D4.4 GVCs in a CGE model


D4.4 GVCs in a CGE model

Executive Summary

The main objective of this deliverable is to conduct a trade policy experiment and use this experiment to test the GVC module created under task T4.5. We run this policy experiment with two versions of the Modular Applied GeNeral Equilibrium Tool (MAGNET) – the standard version and the GVC version. We compare simulation results from the two different model versions to see whether the same policy change produces similar results in the two model versions or to what extent these results differ. For this modelling exercise, we employ the MAGNET CGE model, which has been
upgraded to become compatible with GTAP model version 7 and its database version 10.1 with 2014 as the base year. We prepare a model aggregation which contains 51 commodities/sectors and 16 world regions. 

The policy experiment we conduct reflects a hypothetical decoupling between the EU and China, with policy changes implemented from the EU perspective such that China’s export to the EU market would become more difficult and costly. To simplify this experiment, we do not consider potential retaliatory measures implemented by China, which will naturally complicate the situation and analysis. The experiment targets the EU’s products with an above-average import share from China implying that a total of 17 commodities which exceed the average import share of 14% from China will be targeted. For these targeted commodities, the EU’s import share from China will be halved to reflect a trade measure imposed by the EU which is implemented as a non-tariff measure in terms of an iceberg trade cost. The iceberg trade cost is imposed at the importerspecific GTAP trade level rather than the agent-specific MRIO trade level to make the two model versions comparable.

Given the parameter values, the two model versions’ results are similar and consistent across major indicators. With the imposed import shock, the EU’s domestic production and import (from exporters other than China) for the targeted commodities will increase while the EU’s export will decline to meet domestic demand. The EU’s overall import, export and production in non-targeted commodities also decline due partly to a supply chain effect reflected through input-output linkages, and partly to a resource reallocation to boost the domestic supply of the targeted commodities.

Both model versions project that the EU may experience a slightly greater decline in GDP than China, mainly because China’s share of the EU’s import in the targeted commodities is greater than the EU’sshare of China’s export in these commodities. The import to production ratio in the EU is also higher than the export to production ratio in China for these commodities. 

This makes it relatively harder for the EU to absorb the import shock domestically and via reshoring.
Global supply chains were reshuffled in response to this trade shock, with similar projections in both model versions, though only the GVC version allows for a proper assessment of the changes in the value-added structure of gross trade flows. While benefiting from China’s expansion in the export and the EU’s expansion in the import of the targeted commodities, regions differ in their respective production responses as this depends on their trade ties with the EU and China. Some exporters may benefit from increased demand from the EU; others may be hurt by the increased competition from Chinese exports displaced from the EU market. 

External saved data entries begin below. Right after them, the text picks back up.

//! Deterministic random number generation.
//!
//! PCG64 streams with partitioned seeds. Every random quantity in a run
//! (IID sample coordinates, lattice shifts, digital scrambles, replication
//! streams) is drawn from a `CubRng` derived from one master seed.
//!
//! # Reproducibility Guarantee
//!
//! Given the same master seed, all sequences are bitwise-identical across
//! runs and platforms. Jump-ahead makes any position of a stream reachable
//! in O(log n) steps, so the k-th draw is a pure function of (seed, k).

use rand::prelude::*;
use rand_pcg::Pcg64;

/// Golden-ratio increment used to decorrelate partitioned seeds.
const STREAM_STRIDE: u64 = 0x9E37_79B9_7F4A_7C15;

/// Deterministic, reproducible random number generator.
#[derive(Debug, Clone)]
pub struct CubRng {
    /// Master seed for reproducibility.
    master_seed: u64,
    /// Stream index for partitioning.
    stream: u64,
    /// Internal PCG state.
    rng: Pcg64,
}

impl CubRng {
    /// Create a new RNG with the given master seed.
    #[must_use]
    pub fn new(master_seed: u64) -> Self {
        Self {
            master_seed,
            stream: 0,
            rng: Pcg64::seed_from_u64(master_seed),
        }
    }

    /// Create an RNG from operating-system entropy.
    ///
    /// The drawn seed is kept, so the run can be replayed through
    /// [`CubRng::new`] with [`CubRng::master_seed`].
    #[must_use]
    pub fn from_entropy() -> Self {
        Self::new(rand::random())
    }

    /// Get the master seed.
    #[must_use]
    pub const fn master_seed(&self) -> u64 {
        self.master_seed
    }

    /// Get current stream index.
    #[must_use]
    pub const fn stream(&self) -> u64 {
        self.stream
    }

    /// Derive the RNG for a given stream without consuming anything.
    #[must_use]
    pub fn for_stream(master_seed: u64, stream: u64) -> Self {
        let seed = master_seed.wrapping_add(stream.wrapping_mul(STREAM_STRIDE));
        Self {
            master_seed,
            stream,
            rng: Pcg64::seed_from_u64(seed),
        }
    }

    /// Create partitioned RNGs, one independent stream per partition.
    ///
    /// # Example
    ///
    /// ```rust
    /// use qmc_cubature::engine::rng::CubRng;
    ///
    /// let mut rng = CubRng::new(42);
    /// let partitions = rng.partition(4);
    /// assert_eq!(partitions.len(), 4);
    /// ```
    #[must_use]
    pub fn partition(&mut self, n: usize) -> Vec<Self> {
        let first = self.stream + 1;
        let partitions = (0..n as u64)
            .map(|i| Self::for_stream(self.master_seed, first + i))
            .collect();
        self.stream += n as u64;
        partitions
    }

    /// Advance the stream by `delta` draws in O(log delta).
    pub fn advance(&mut self, delta: u128) {
        self.rng.advance(delta);
    }

    /// Copy of this RNG positioned `delta` draws ahead.
    #[must_use]
    pub fn jumped(&self, delta: u128) -> Self {
        let mut jumped = self.clone();
        jumped.advance(delta);
        jumped
    }

    /// Generate a random f64 in [0, 1). Consumes exactly one draw.
    pub fn gen_f64(&mut self) -> f64 {
        self.rng.gen()
    }

    /// Generate a random u32.
    pub fn gen_u32(&mut self) -> u32 {
        self.rng.gen()
    }

    /// Generate a random u64.
    pub fn gen_u64(&mut self) -> u64 {
        self.rng.gen()
    }

    /// Generate n random f64 samples in [0, 1).
    #[must_use]
    pub fn sample_n(&mut self, n: usize) -> Vec<f64> {
        (0..n).map(|_| self.gen_f64()).collect()
    }

    /// Fingerprint of (seed, stream) used to tag randomization state.
    #[must_use]
    pub const fn fingerprint(&self) -> u64 {
        Self::for_stream_fingerprint(self.master_seed, self.stream)
    }

    /// Fingerprint of the RNG `for_stream(master_seed, stream)` would build.
    #[must_use]
    pub const fn for_stream_fingerprint(master_seed: u64, stream: u64) -> u64 {
        master_seed.rotate_left(17) ^ stream.wrapping_mul(STREAM_STRIDE)
    }
}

Our GVC analysis shows that the decrease in the EU’s imports from China affects both the value-added originating from China and the EU’s domestic value added re-imported from China. The EU’s export of the targeted commodities also declines in response to the import shock. The value added decomposition suggests that this export decline is more than proportionally driven by the input-output induced supply chain effect – less imported input causes less exported output, and this effect dwarfs the direct trade-off between exports and domestic demand.